North East Derbyshire Publication Draft Local Plan (Reg 19)

Representation ID: 7061

Received: 27/03/2018

Respondent: Ms Jan Gibbons

Representation:

As with the previous draft local plan I found this document to be very complex,long and difficult to understand. There is a lack of plain English and easily understandable explanations of planning and legal terms. Rather than being objective the language used seemed to be trying to justify the proposed outcomes. The Green Belt Topic Paper and the Duty to co-operate statement of compliance were not available to the public until 9 working days (excluding Bank Holidays) before the end of the consultation period. The plan does not appear to meet all of the requirements of community involvement strategy.

Full text:

As with the previous draft local plan I found this document to be very complex,long and difficult to understand. There is a lack of plain English and easily understandable explanations of planning and legal terms. Rather than being objective the language used seemed to be trying to justify the proposed outcomes. The Green Belt Topic Paper and the Duty to co-operate statement of compliance were not available to the public until 9 working days (excluding Bank Holidays) before the end of the consultation period. The plan does not appear to meet all of the requirements of community involvement strategy.

Object

North East Derbyshire Publication Draft Local Plan (Reg 19)

Representation ID: 7065

Received: 27/03/2018

Respondent: Mrs Sylvia Machin

Representation:

Exceptional circumstances should be assessed
according to whether the strategy makes as
much use as possible of suitable brownfield
sites and underutilised land
through the Statement of Common Ground.

A Council with 'lax views'.

No exceptional circumstances demonstrated to take

Green Belt land.

No evidence of uplift on density to make effective

use of land available.

Taking the easiest option.

This Plan has not been positively prepared. It is not

justified and because the Green Belt Topic Paper is

not in the evidence base at the time of the

consultation, the Plan is probably not legally

compliant.

Full text:

Green Belt (Policy SS10) and Housing Allocations (LC1)

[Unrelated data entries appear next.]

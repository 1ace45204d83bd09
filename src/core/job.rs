// Copyright 2024-2026 Google LLC
//
// Licensed under the Apache License, Version 2.0 <LICENSE-APACHE or
// https://www.apache.org/licenses/LICENSE-2.0> or the MIT license
// <LICENSE-MIT or https://opensource.org/licenses/MIT>, at your
// option. This file may not be copied, modified, or distributed
// except according to those terms.

//! Jobs executed by the worker threads during a parallel region.

use super::partition::Partition;
use super::util::LifetimeParameterized;
use std::marker::PhantomData;

/// A job is run once by every worker of the pool in a region.
pub trait Job {
    /// Runs the share of this job that belongs to the given worker.
    fn run(&self, worker_id: usize);
}

/// Stand-in for `dyn Job + Sync + 'a` with an arbitrary `'a`, via
/// [`LifetimeParameterized`].
pub struct DynLifetimeSyncJob;

impl LifetimeParameterized for DynLifetimeSyncJob {
    type T<'a> = dyn Job + Sync + 'a;
}

/// Applies `body` to the chunks of `output` that the partition assigns to
/// each worker. The body receives the offset of the chunk within `output`.
pub struct ChunkJob<'data, P: Partition, T, F: Fn(usize, &mut [T])> {
    pub partition: P,
    pub output: SharedMutSlice<'data, T>,
    pub body: F,
}

impl<P, T, F> Job for ChunkJob<'_, P, T, F>
where
    P: Partition,
    T: Send,
    F: Fn(usize, &mut [T]),
{
    fn run(&self, worker_id: usize) {
        for range in self.partition.chunks(worker_id) {
            let start = range.start;
            // SAFETY: The safety contract of `Partition` guarantees that the chunks
            // handed out in this region are in bounds and pairwise disjoint, and each
            // chunk reference is dropped at the end of this iteration.
            let chunk = unsafe { self.output.chunk_mut(range) };
            (self.body)(start, chunk);
        }
    }
}

/// A mutable slice that can be split into disjoint chunks from several
/// threads at once.
pub struct SharedMutSlice<'data, T> {
    ptr: *mut T,
    len: usize,
    _phantom: PhantomData<&'data mut [T]>,
}

impl<'data, T> SharedMutSlice<'data, T> {
    /// Takes exclusive ownership of the slice for `'data`.
    pub fn new(slice: &'data mut [T]) -> Self {
        Self {
            ptr: slice.as_mut_ptr(),
            len: slice.len(),
            _phantom: PhantomData,
        }
    }

    /// Returns the sub-slice at the given range.
    ///
    /// # Safety
    ///
    /// The range must not overlap any other range for which a returned
    /// reference is still alive.
    #[allow(clippy::mut_from_ref)]
    pub unsafe fn chunk_mut(&self, range: std::ops::Range<usize>) -> &mut [T] {
        assert!(range.start <= range.end && range.end <= self.len);
        // SAFETY:
        // - The pointer is derived from a well-formed slice of length `self.len`, and
        //   the assertion keeps `range` within it, so the offset stays in bounds of
        //   the same allocation.
        // - The resulting slice is properly aligned and initialized, being part of
        //   the original slice.
        // - No other reference aliases this sub-slice: the original slice is
        //   exclusively borrowed for `'data`, and the caller guarantees that live
        //   chunks don't overlap.
        unsafe {
            std::slice::from_raw_parts_mut(self.ptr.add(range.start), range.end - range.start)
        }
    }
}

/// SAFETY:
///
/// A [`SharedMutSlice`] is shared among workers to send disjoint
/// [`&mut [T]`](slice) chunks to other threads. Therefore it is [`Sync`] if and
/// only if [`&mut [T]`](slice) is [`Send`], which is when `T` is [`Send`].
unsafe impl<T: Send> Sync for SharedMutSlice<'_, T> {}

#[cfg(test)]
mod test {
    use super::*;
    use crate::core::partition::BlockPartition;

    #[test]
    fn test_chunk_job_writes_offsets() {
        let mut output = vec![0usize; 10];
        let job = ChunkJob {
            partition: BlockPartition::new(3, 10),
            output: SharedMutSlice::new(&mut output),
            body: |start: usize, chunk: &mut [usize]| {
                for (i, x) in chunk.iter_mut().enumerate() {
                    *x = start + i;
                }
            },
        };
        for worker_id in 0..3 {
            job.run(worker_id);
        }
        drop(job);
        assert_eq!(output, (0..10).collect::<Vec<_>>());
    }

    #[test]
    #[should_panic(expected = "assertion failed")]
    fn test_chunk_out_of_bounds() {
        let mut output = [0.0f32; 4];
        let shared = SharedMutSlice::new(&mut output);
        unsafe {
            shared.chunk_mut(2..5);
        }
    }
}
// Copyright 2024-2026 Google LLC
//
// Licensed under the Apache License, Version 2.0 <LICENSE-APACHE or
// https://www.apache.org/licenses/LICENSE-2.0> or the MIT license
// <LICENSE-MIT or https://opensource.org/licenses/MIT>, at your
// option. This file may not be copied, modified, or distributed
// except according to those terms.

//! Low-level helpers shared by the region synchronization code.

use std::ptr::NonNull;
use std::sync::{Condvar, Mutex, MutexGuard, PoisonError};

/// A value guarded by a [`Mutex`], paired with a [`Condvar`] to wait for
/// changes to it.
pub struct Signal<T> {
    value: Mutex<T>,
    changed: Condvar,
}

impl<T> Signal<T> {
    /// Creates a new signal holding the given value.
    pub fn new(value: T) -> Self {
        Self {
            value: Mutex::new(value),
            changed: Condvar::new(),
        }
    }

    /// Replaces the value and wakes up all the waiting threads.
    pub fn broadcast(&self, value: T) {
        *self.value.lock().unwrap() = value;
        self.changed.notify_all();
    }

    /// Replaces the value and wakes up one waiting thread.
    ///
    /// Fails if the [`Mutex`] is poisoned.
    pub fn try_wake_one(&self, value: T) -> Result<(), PoisonError<MutexGuard<'_, T>>> {
        *self.value.lock()? = value;
        self.changed.notify_one();
        Ok(())
    }

    /// Blocks while the predicate holds, then returns the locked value.
    pub fn wait_while(&self, predicate: impl FnMut(&mut T) -> bool) -> MutexGuard<'_, T> {
        self.changed
            .wait_while(self.value.lock().unwrap(), predicate)
            .unwrap()
    }
}

/// A proxy for types that carry a lifetime parameter.
///
/// Rust doesn't have higher-kinded types, so a generic associated type stands
/// in for "`T<'a>` for any `'a`".
pub trait LifetimeParameterized {
    type T<'a>: ?Sized;
}

/// A reference whose lifetime has been erased, so that the main thread can
/// publish a job borrowed from its stack to long-lived worker threads.
///
/// The main thread is responsible for clearing the reference before the
/// referent goes out of scope.
pub struct ErasedRef<T: LifetimeParameterized> {
    ptr: Option<NonNull<T::T<'static>>>,
}

impl<T: LifetimeParameterized> ErasedRef<T> {
    /// Creates an empty reference.
    pub fn empty() -> Self {
        Self { ptr: None }
    }

    /// Publishes the given reference. It must stay valid until the next call
    /// to [`clear()`](Self::clear) or [`set()`](Self::set).
    // The cast is necessary because the lifetime is coerced to 'static.
    #[allow(clippy::unnecessary_cast)]
    pub fn set(&mut self, value: &T::T<'_>) {
        self.ptr = NonNull::new(NonNull::from(value).as_ptr() as *mut T::T<'static>);
    }

    /// Withdraws the published reference.
    pub fn clear(&mut self) {
        self.ptr = None;
    }

    /// Returns the published reference, if any.
    ///
    /// # Safety
    ///
    /// The referent must remain valid and unmutated for the whole output
    /// lifetime `'a`.
    // The cast is necessary because the lifetime is coerced to 'a.
    #[allow(clippy::unnecessary_cast)]
    pub unsafe fn get<'a>(&self) -> Option<&'a T::T<'a>> {
        self.ptr.map(|static_ptr| {
            let ptr = static_ptr.as_ptr() as *mut T::T<'a>;
            // SAFETY:
            // - The pointer was obtained from a valid reference in `set()`.
            // - The caller guarantees that the referent outlives `'a` and isn't mutated
            //   during `'a`.
            unsafe { &*ptr }
        })
    }
}

/// SAFETY:
///
/// An [`ErasedRef`] behaves like a `&'a T<'a>`, which is [`Send`] if and only
/// if `T<'a>` is [`Sync`].
unsafe impl<T: LifetimeParameterized> Send for ErasedRef<T> where for<'a> T::T<'a>: Sync {}
/// SAFETY:
///
/// An [`ErasedRef`] behaves like a `&'a T<'a>`, which is [`Sync`] if and only
/// if `T<'a>` is [`Sync`].
unsafe impl<T: LifetimeParameterized> Sync for ErasedRef<T> where for<'a> T::T<'a>: Sync {}

#[cfg(test)]
mod test {
    use super::*;
    use std::sync::{Arc, Barrier, RwLock};

    /// Stand-in for `[f32]`, which can't implement the trait itself as it
    /// isn't `Sized`.
    struct F32Slice;

    impl LifetimeParameterized for F32Slice {
        type T<'a> = [f32];
    }

    #[test]
    fn test_erased_ref_follows_set_and_clear() {
        let mut erased = ErasedRef::<F32Slice>::empty();
        assert!(unsafe { erased.get() }.is_none());

        let first = [1.5f32, 3.0];
        erased.set(&first);
        assert_eq!(unsafe { erased.get().unwrap() }, &[1.5, 3.0]);

        let second = [3.7f32];
        erased.set(&second);
        assert_eq!(unsafe { erased.get().unwrap() }, &[3.7]);

        erased.clear();
        assert!(unsafe { erased.get() }.is_none());
    }

    #[test]
    fn test_erased_ref_shared_with_threads() {
        const NUM_THREADS: usize = 3;

        let erased = Arc::new(RwLock::new(ErasedRef::<F32Slice>::empty()));
        let published = Arc::new(Barrier::new(NUM_THREADS + 1));
        let consumed = Arc::new(Barrier::new(NUM_THREADS + 1));

        let readers: Vec<_> = (0..NUM_THREADS)
            .map(|_| {
                let erased = erased.clone();
                let published = published.clone();
                let consumed = consumed.clone();
                std::thread::spawn(move || {
                    published.wait();
                    let guard = erased.read().unwrap();
                    let sum: f32 = unsafe { guard.get().unwrap() }.iter().sum();
                    drop(guard);
                    consumed.wait();
                    sum
                })
            })
            .collect();

        let values = [1.0f32, 2.0, 3.0];
        erased.write().unwrap().set(&values);
        published.wait();
        consumed.wait();
        erased.write().unwrap().clear();

        for reader in readers {
            assert_eq!(reader.join().unwrap(), 6.0);
        }
    }

    #[test]
    fn test_signal_wakes_waiter() {
        let signal = Arc::new(Signal::new(0u32));
        let waiter = std::thread::spawn({
            let signal = signal.clone();
            move || *signal.wait_while(|value| *value < 2)
        });

        signal.broadcast(1);
        signal.try_wake_one(2).unwrap();
        assert_eq!(waiter.join().unwrap(), 2);
    }
}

On 5th March 2018, the Prime Minister Theresa
May said that, "the answer to the housing crisis
does not lie in tearing up the Green Belt."
"The defining characteristic of the Green Belt is its openness.
Green Belts exist not to preserve landscapes but to prevent Urban Sprawl.
That is the Valuable purpose they still serve today."
She then encouraged increasing housing density, use of Brownfield and building upwards not outwards.
It is highly questionable whether NE Derbyshire
has demonstrated that they are in line with this
thinking within their Local Plan.

The Prime Minister also said that, "we'll expect
any development, whether in the Green Belt or
outside it, to look First at sites that have
previously been built on rather than opting
immediately for virgin countryside.
Planning rules already say that Green Belt boundaries should be changed only in "exceptional circumstances". But too many local authorities and developers have been taking a lax view of what "exceptional circumstances" means.
They have been allocating Green Belt sites for development as an easy option rather than a last resort."
To prevent this, we're strengthening existing policies so that authorities can only amend Green Belt boundaries if they can prove they have fully explored every other reasonable option for building the homes their community needs."

With this in mind, I would like to put forward that
NE Derbyshire is a clear example of an authority
taking a 'lax view' and taking the easy option.

NE Derbyshire has not made the case for

exceptional circumstances to justify taking any land

out of the Green Belt for housing.

The Green Belt Topic Paper is still missing from the evidence base as of 13/03/2018, so the process

should be halted until this vital piece of evidence is

there. The Plan is unsound without it and it would

not be legally compliant to add it retrospectively.

Does this provide the evidence in itself that this

authority has a 'lax view' of what exceptional

circumstances mean?

If as was stated in the full Council meeting on 5th

March, the Council had been advised to do a Green

Belt Review many months ago or perhaps now two

years ago, then surely the exceptional

circumstances should be in the evidence base for us

to consider.


Was the Green Belt Review even necessary?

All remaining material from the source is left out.